More recently Pisetsky, in an Opinion published in Nature Reviews/Rheumatology [107], wonders whether: “Antinuclear antibody testing is misunderstood or misbegotten?” Misbegotten, as per the Cambridge dictionary, relates to something “badly or stupidly planned or designed.” Pisetsky reminds us that the nuclear antigens targeted by ANAs are usually present in the cell nucleus, though some may translocate to the cytoplasm, and that the HEp-2 cell line is used for ANA testing in IIF because this cell line displays a wide variety of antigens. HEp-2 cell testing for ANA is indeed recommended as gold standard by the ACR. Pisetsky, however, notes that “unfortunately, the gold standard does not have the brightness and lustre often ascribed to it” since “IIF can be subject to variability related to the assay kit used, conditions of cell fixation, cellular concentration of antigens and the specificity of the anti-IgG reagents.” Other issues raised are the initial dilution of the sample and the need for an expert observer. These limitations of the IIF technique have led to an interest in developing assays that might detect ANA more reliably, provide a higher throughput, in association to a decrease demand for experienced personnel and a higher cost efficiency. Pisetsky’s review of the available observer-independent assays, however, did not fare particularly well. ELISAs detect antibody of low avidity, while multiplex assays may provide results that require confirmation by IIF. Moreover, at variance with IIF, antigens bound to the inert support in the solid phase immunochemical tests tend to lose conformational epitopes, arguably the most relevant targets of disease specific, possibly pathogenic, autoantibodies.

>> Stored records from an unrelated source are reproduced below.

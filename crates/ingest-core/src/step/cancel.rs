use std::sync::atomic::{AtomicBool, Ordering};
use std::sync::Arc;

/// Shared abort signal for one run. Raised from any thread; observed by the
/// scheduler between steps and by steps at source-iteration boundaries.
#[derive(Debug, Clone, Default)]
pub struct CancellationFlag(Arc<AtomicBool>);

impl CancellationFlag {
    pub fn new() -> Self {
        Self::default()
    }

    pub fn cancel(&self) {
        self.0.store(true, Ordering::SeqCst);
    }

    pub fn is_cancelled(&self) -> bool {
        self.0.load(Ordering::SeqCst)
    }
}
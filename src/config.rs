//! Application configuration.
//!
//! Read from environment variables (after loading `.env` once):
//!
//! | variable | meaning | default |
//! |----------|---------|---------|
//! | `SNYK_API_KEY` | API token | required |
//! | `SNYK_GROUP_ID` | Snyk group to ingest | required |
//! | `SNYK_ORG_IDS` | comma-separated organization ids to restrict to | all |
//! | `SNYK_INCLUDE_FINDINGS` | ingest findings | `true` |
//! | `INGEST_PARALLEL` | run independent steps concurrently | `false` |
//! | `INGEST_OUTPUT_DIR` | JSONL output directory | `ingest-output` |
//! | `INGEST_WRITE_RETRIES` | extra attempts after a transient write error | `3` |
//! | `INGEST_FIXTURE` | recorded API responses to replay | none |

use std::env;
use std::path::PathBuf;

use ingest_core::ExecutionMode;
use ingest_persistence::SinkConfig;
use ingest_snyk::IntegrationConfig;

use crate::errors::AppError;

#[derive(Debug, Clone, PartialEq, Eq)]
pub struct AppConfig {
    pub integration: IntegrationConfig,
    pub sink: SinkConfig,
    pub parallel: bool,
    pub fixture: Option<PathBuf>,
}

fn parse_bool(name: &'static str, value: Option<String>, default: bool) -> Result<bool, AppError> {
    let Some(value) = value else {
        return Ok(default);
    };
    match value.trim().to_ascii_lowercase().as_str() {
        "1" | "true" | "yes" | "on" => Ok(true),
        "0" | "false" | "no" | "off" => Ok(false),
        _ => Err(AppError::InvalidEnv { name, value }),
    }
}

impl AppConfig {
    pub fn from_env() -> Result<Self, AppError> {
        ingest_persistence::init_dotenv();
        Self::from_lookup(|name| env::var(name).ok())
    }

    /// Builds the config from any variable lookup and validates the
    /// integration part.
    pub fn from_lookup<F>(lookup: F) -> Result<Self, AppError>
        where F: Fn(&str) -> Option<String>
    {
        let mut integration = IntegrationConfig::new(lookup("SNYK_API_KEY").unwrap_or_default(),
                                                     lookup("SNYK_GROUP_ID").unwrap_or_default());
        integration.org_scope = lookup("SNYK_ORG_IDS").map(|ids| {
                                                          ids.split(',')
                                                             .map(str::trim)
                                                             .filter(|id| !id.is_empty())
                                                             .map(str::to_string)
                                                             .collect()
                                                      })
                                                      .unwrap_or_default();
        integration.include_findings = parse_bool("SNYK_INCLUDE_FINDINGS", lookup("SNYK_INCLUDE_FINDINGS"), true)?;
        integration.validate()?;

        Ok(Self { integration,
                  sink: SinkConfig::from_lookup(&lookup)?,
                  parallel: parse_bool("INGEST_PARALLEL", lookup("INGEST_PARALLEL"), false)?,
                  fixture: lookup("INGEST_FIXTURE").map(PathBuf::from) })
    }

    pub fn execution_mode(&self) -> ExecutionMode {
        if self.parallel {
            ExecutionMode::Parallel
        } else {
            ExecutionMode::Sequential
        }
    }
}

#[cfg(test)]
mod tests {
    use std::collections::HashMap;

    use ingest_persistence::PersistenceError;

    use super::*;

    fn lookup(vars: &[(&str, &str)]) -> impl Fn(&str) -> Option<String> {
        let vars: HashMap<String, String> = vars.iter().map(|(k, v)| (k.to_string(), v.to_string())).collect();
        move |name| vars.get(name).cloned()
    }

    #[test]
    fn defaults_apply() {
        let cfg = AppConfig::from_lookup(lookup(&[("SNYK_API_KEY", "t"), ("SNYK_GROUP_ID", "g-1")])).unwrap();
        assert!(cfg.integration.include_findings);
        assert!(cfg.integration.org_scope.is_empty());
        assert_eq!(cfg.execution_mode(), ExecutionMode::Sequential);
        assert_eq!(cfg.sink, SinkConfig::default());
        assert_eq!(cfg.fixture, None);
    }

    #[test]
    fn org_list_and_flags_are_parsed() {
        let cfg = AppConfig::from_lookup(lookup(&[("SNYK_API_KEY", "t"),
                                                  ("SNYK_GROUP_ID", "g-1"),
                                                  ("SNYK_ORG_IDS", "o-1, o-2,,"),
                                                  ("SNYK_INCLUDE_FINDINGS", "no"),
                                                  ("INGEST_PARALLEL", "TRUE"),
                                                  ("INGEST_OUTPUT_DIR", "/tmp/out")])).unwrap();
        assert_eq!(cfg.integration.org_scope, vec!["o-1", "o-2"]);
        assert!(!cfg.integration.include_findings);
        assert_eq!(cfg.execution_mode(), ExecutionMode::Parallel);
        assert_eq!(cfg.sink.output_dir, PathBuf::from("/tmp/out"));
    }

    #[test]
    fn bad_values_are_rejected() {
        assert!(matches!(AppConfig::from_lookup(lookup(&[("SNYK_GROUP_ID", "g-1")])),
                         Err(AppError::Config(_))));
        assert!(matches!(AppConfig::from_lookup(lookup(&[("SNYK_API_KEY", "t"),
                                                         ("SNYK_GROUP_ID", "g-1"),
                                                         ("INGEST_PARALLEL", "maybe")])),
                         Err(AppError::InvalidEnv { name: "INGEST_PARALLEL", .. })));
    }

    #[test]
    fn bad_sink_settings_are_rejected() {
        let result = AppConfig::from_lookup(lookup(&[("SNYK_API_KEY", "t"),
                                                     ("SNYK_GROUP_ID", "g-1"),
                                                     ("INGEST_WRITE_RETRIES", "lots")]));
        assert!(matches!(result,
                         Err(AppError::Persistence(PersistenceError::InvalidSetting { name: "INGEST_WRITE_RETRIES",
                                                                                       .. }))));
        let cfg = AppConfig::from_lookup(lookup(&[("SNYK_API_KEY", "t"),
                                                  ("SNYK_GROUP_ID", "g-1"),
                                                  ("INGEST_WRITE_RETRIES", "7")])).unwrap();
        assert_eq!(cfg.sink.write_retries, 7);
    }
}
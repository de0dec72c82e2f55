//! Raw Snyk records -> graph records. Keys follow the identity policy of
//! `ingest_core::identity`.

use chrono::DateTime;
use ingest_core::identity::{child_key, normalize_slug, vendor_key};
use ingest_core::{CoreResult, Entity, GraphCoreError, MappedRelationship};
use serde_json::{json, Map, Value};

use crate::constants::entities::{self, CODE_REPO_TYPE};
use crate::constants::mapped_relationships::{FINDING_EXPLOITS_CWE, FINDING_IS_CVE, PROJECT_REPO};
use crate::constants::{CVE_URL_BASE, CWE_URL_BASE, SCM_ORIGINS};
use crate::types::{Group, Issue, Organization, Project, Role, User};

/// RFC 3339 timestamp -> epoch milliseconds. Unparseable input yields `None`.
pub fn parse_time(value: Option<&str>) -> Option<i64> {
    value.and_then(|v| DateTime::parse_from_rfc3339(v).ok()).map(|d| d.timestamp_millis())
}

pub fn numeric_severity(severity: Option<&str>) -> u8 {
    match severity {
        Some("low") => 2,
        Some("medium") => 5,
        Some("high") => 7,
        Some("critical") => 10,
        _ => 0,
    }
}

fn start_case(value: &str) -> String {
    let mut chars = value.chars();
    match chars.next() {
        Some(first) => first.to_uppercase().chain(chars).collect(),
        None => String::new(),
    }
}

pub fn organization_key(org_id: &str) -> CoreResult<String> {
    vendor_key("snyk_org", org_id)
}

pub fn role_key(role_name: &str) -> CoreResult<String> {
    vendor_key("snyk_role", &normalize_slug("snyk_role", role_name)?)
}

pub fn create_account_entity(group_id: &str) -> CoreResult<Entity> {
    let e = &entities::ACCOUNT;
    Ok(Entity::new(vendor_key("snyk", group_id)?, e.entity_type, e.class).with_property("category",
                                                                                       "code dependency scan")
                                                                          .with_property("displayName",
                                                                                         format!("snyk/{group_id}")))
}

pub fn create_group_entity(group: &Group) -> CoreResult<Entity> {
    let e = &entities::GROUP;
    Ok(Entity::new(vendor_key("snyk_group", &group.id)?, e.entity_type, e.class).with_property("id",
                                                                                               group.id.as_str())
                                                                                .with_property("name",
                                                                                               group.name.as_str())
                                                                                .with_property("displayName",
                                                                                               group.name.as_str()))
}

pub fn create_organization_entity(org: &Organization) -> CoreResult<Entity> {
    let e = &entities::ORGANIZATION;
    Ok(Entity::new(organization_key(&org.id)?, e.entity_type, e.class).with_property("id", org.id.as_str())
                                                                      .with_property("name", org.name.as_str())
                                                                      .with_property("displayName", org.name.as_str())
                                                                      .with_optional("slug", org.slug.clone())
                                                                      .with_optional("webLink", org.url.clone()))
}

pub fn create_role_entity(role: &Role) -> CoreResult<Entity> {
    let e = &entities::ROLE;
    Ok(Entity::new(role_key(&role.name)?, e.entity_type, e.class).with_property("name", role.name.as_str())
                                                                 .with_property("displayName", role.name.as_str())
                                                                 .with_optional("description", role.description.clone())
                                                                 .with_optional("publicId", role.public_id.clone())
                                                                 .with_optional("createdOn",
                                                                                parse_time(role.created.as_deref()))
                                                                 .with_optional("updatedOn",
                                                                                parse_time(role.modified.as_deref())))
}

pub fn create_user_entity(user: &User) -> CoreResult<Entity> {
    let e = &entities::USER;
    let display = user.name.clone().or_else(|| user.username.clone()).unwrap_or_else(|| user.id.clone());
    Ok(Entity::new(vendor_key("snyk_user", &user.id)?, e.entity_type, e.class)
        .with_property("id", user.id.as_str())
        .with_property("displayName", display)
        .with_optional("name", user.name.clone())
        .with_optional("username", user.username.clone())
        .with_optional("email", user.email.clone())
        .with_property("active", true))
}

/// Repository and manifest of a project named `<repo>:<file>`. Only the first
/// `:` splits; the rest belongs to the manifest part.
pub fn split_project_name(name: &str) -> (String, Option<String>) {
    match name.split_once(':') {
        Some((repo, file)) => (repo.to_string(), Some(file.to_string()).filter(|f| !f.is_empty())),
        None => (name.to_string(), None),
    }
}

pub fn create_project_entity(org_id: &str, project: &Project) -> CoreResult<Entity> {
    let e = &entities::PROJECT;
    let (repo_name, file) = split_project_name(&project.name);
    let counts = project.issue_counts_by_severity.clone().unwrap_or_default();
    Ok(Entity::new(child_key("snyk_project", org_id, &project.id)?, e.entity_type, e.class)
        .with_property("id", project.id.as_str())
        .with_property("name", project.name.as_str())
        .with_property("displayName", project.name.as_str())
        .with_property("orgId", org_id)
        .with_property("repoName", repo_name)
        .with_optional("targetFile", file)
        .with_optional("origin", project.origin.clone())
        .with_optional("projectType", project.project_type.clone())
        .with_optional("branch", project.branch.clone())
        .with_optional("isMonitored", project.is_monitored)
        .with_optional("totalDependencies", project.total_dependencies)
        .with_optional("createdOn", parse_time(project.created.as_deref()))
        .with_property("criticalIssueCount", counts.critical)
        .with_property("highIssueCount", counts.high)
        .with_property("mediumIssueCount", counts.medium)
        .with_property("lowIssueCount", counts.low))
}

/// Deferred `project SCANS CodeRepo` edge; only for projects imported from a
/// source-code host.
pub fn build_project_repo_mapped_relationship(project_entity: &Entity) -> CoreResult<Option<MappedRelationship>> {
    let origin = project_entity.property("origin");
    let Some(origin) = origin.as_ref().and_then(Value::as_str) else {
        return Ok(None);
    };
    if !SCM_ORIGINS.contains(&origin) {
        return Ok(None);
    }
    let Some(full_name) = project_entity.property("repoName").and_then(|v| v.as_str().map(str::to_string)) else {
        return Ok(None);
    };
    let short_name = full_name.rsplit('/').next().unwrap_or(full_name.as_str()).to_string();
    let mut target = Map::new();
    target.insert("_class".into(), json!([CODE_REPO_TYPE]));
    target.insert("name".into(), json!(short_name));
    target.insert("fullName".into(), json!(full_name));
    target.insert("origin".into(), json!(origin));
    MappedRelationship::from_schema(&PROJECT_REPO, project_entity, target, &[&["_type", "fullName"]]).map(Some)
}

/// `cve-2021-1234` from `CVE-2021-1234` (case-insensitive).
pub fn cve_key(cve: &str) -> CoreResult<String> {
    let upper = cve.trim().to_ascii_uppercase();
    let parts: Vec<&str> = upper.split('-').collect();
    let valid = parts.len() == 3
                && parts[0] == "CVE"
                && parts[1].len() == 4
                && parts[2].len() >= 4
                && parts[1..].iter().all(|p| p.chars().all(|c| c.is_ascii_digit()));
    if !valid {
        return Err(GraphCoreError::malformed("cve", format!("unexpected identifier {cve:?}")));
    }
    Ok(upper.to_ascii_lowercase())
}

/// `cwe-79` from `CWE-79` (case-insensitive).
pub fn cwe_key(cwe: &str) -> CoreResult<String> {
    let upper = cwe.trim().to_ascii_uppercase();
    let valid = upper.strip_prefix("CWE-")
                     .is_some_and(|n| !n.is_empty() && n.chars().all(|c| c.is_ascii_digit()));
    if !valid {
        return Err(GraphCoreError::malformed("cwe", format!("unexpected identifier {cwe:?}")));
    }
    Ok(upper.to_ascii_lowercase())
}

fn cve_target(cve: &str, cvss_score: Option<f64>) -> CoreResult<Map<String, Value>> {
    let key = cve_key(cve)?;
    let name = key.to_ascii_uppercase();
    let link = format!("{CVE_URL_BASE}{name}");
    let mut target = Map::new();
    target.insert("_key".into(), json!(key));
    target.insert("_class".into(), json!(entities::CVE.class));
    target.insert("name".into(), json!(name));
    target.insert("displayName".into(), json!(name));
    if let Some(score) = cvss_score {
        target.insert("cvssScore".into(), json!(score));
    }
    target.insert("references".into(), json!([link]));
    target.insert("webLink".into(), json!(link));
    Ok(target)
}

fn cwe_target(cwe: &str) -> CoreResult<Map<String, Value>> {
    let key = cwe_key(cwe)?;
    let name = key.to_ascii_uppercase();
    let number = name.trim_start_matches("CWE-");
    let link = format!("{CWE_URL_BASE}{number}.html");
    let mut target = Map::new();
    target.insert("_key".into(), json!(key));
    target.insert("_class".into(), json!(entities::CWE.class));
    target.insert("name".into(), json!(name));
    target.insert("displayName".into(), json!(name));
    target.insert("references".into(), json!([link]));
    target.insert("webLink".into(), json!(link));
    Ok(target)
}

pub fn build_finding_cve_relationship(finding: &Entity, cve: &str, cvss_score: Option<f64>)
                                      -> CoreResult<MappedRelationship> {
    MappedRelationship::from_schema(&FINDING_IS_CVE, finding, cve_target(cve, cvss_score)?, &[&["_type", "_key"]])
}

pub fn build_finding_cwe_relationship(finding: &Entity, cwe: &str) -> CoreResult<MappedRelationship> {
    MappedRelationship::from_schema(&FINDING_EXPLOITS_CWE, finding, cwe_target(cwe)?, &[&["_type", "_key"]])
}

pub fn create_finding_entity(issue: &Issue, project_entity: &Entity) -> CoreResult<Entity> {
    let e = &entities::FINDING;
    let project_id = project_entity.property("id")
                                   .and_then(|v| v.as_str().map(str::to_string))
                                   .ok_or_else(|| GraphCoreError::malformed("snyk_finding", "project has no id"))?;
    let data = &issue.issue_data;
    let fix = issue.fix_info.clone().unwrap_or_default();
    let targets: Vec<Value> = project_entity.property("repoName").into_iter().collect();
    let identified_in_file = project_entity.property("targetFile").unwrap_or_else(|| json!(""));
    let severity = data.severity.as_deref();

    Ok(Entity::new(child_key("snyk_finding", &project_id, &issue.id)?, e.entity_type, e.class)
        .with_property("id", issue.id.as_str())
        .with_property("category", "application")
        .with_property("name", data.title.as_str())
        .with_property("displayName", data.title.as_str())
        .with_optional("description", data.description.clone())
        .with_optional("webLink", data.url.clone())
        .with_optional("score", data.cvss_score)
        .with_optional("cvssScore", data.cvss_score)
        .with_property("cve", json!(data.identifiers.cve))
        .with_property("cwe", json!(data.identifiers.cwe))
        .with_property("numericSeverity", numeric_severity(severity))
        .with_optional("severity", severity.map(start_case))
        .with_optional("originalSeverity", data.original_severity.clone())
        .with_optional("language", data.language.clone())
        .with_optional("pkgName", issue.pkg_name.clone())
        .with_property("pkgVersions", json!(issue.pkg_versions))
        .with_optional("issueType", issue.issue_type.clone())
        .with_optional("isUpgradable", fix.is_upgradable)
        .with_optional("isPatchable", fix.is_patchable)
        .with_optional("isPinnable", fix.is_pinnable)
        .with_optional("isFixable", fix.is_fixable)
        .with_optional("isPartiallyFixable", fix.is_partially_fixable)
        .with_property("fixedIn", json!(fix.fixed_in))
        .with_optional("priorityScore", issue.priority_score)
        .with_optional("isPatched", issue.is_patched)
        .with_optional("isIgnored", issue.is_ignored)
        .with_optional("publicationTime", parse_time(data.publication_time.as_deref()))
        .with_optional("disclosureTime", parse_time(data.disclosure_time.as_deref()))
        .with_property("open", true)
        .with_property("targets", Value::Array(targets))
        .with_property("identifiedInFile", identified_in_file))
}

In conclusion, to date, the least misbegotten test for the detection of ANA remains indirect IIF on tissue or cell lines, and this applies to the other autoantibodies relevant to autoimmune liver disease. The outstanding issue is standardization, both for IIF and immunochemical assays, and efforts in this direction are currently ongoing at international level. An associated corollary is the need of not losing the expertise in “reading immunofluorescence,” a prerogative belonging to a dwindling number of professionals, at least until artificial intelligence can do equally well or better than trained human eyes.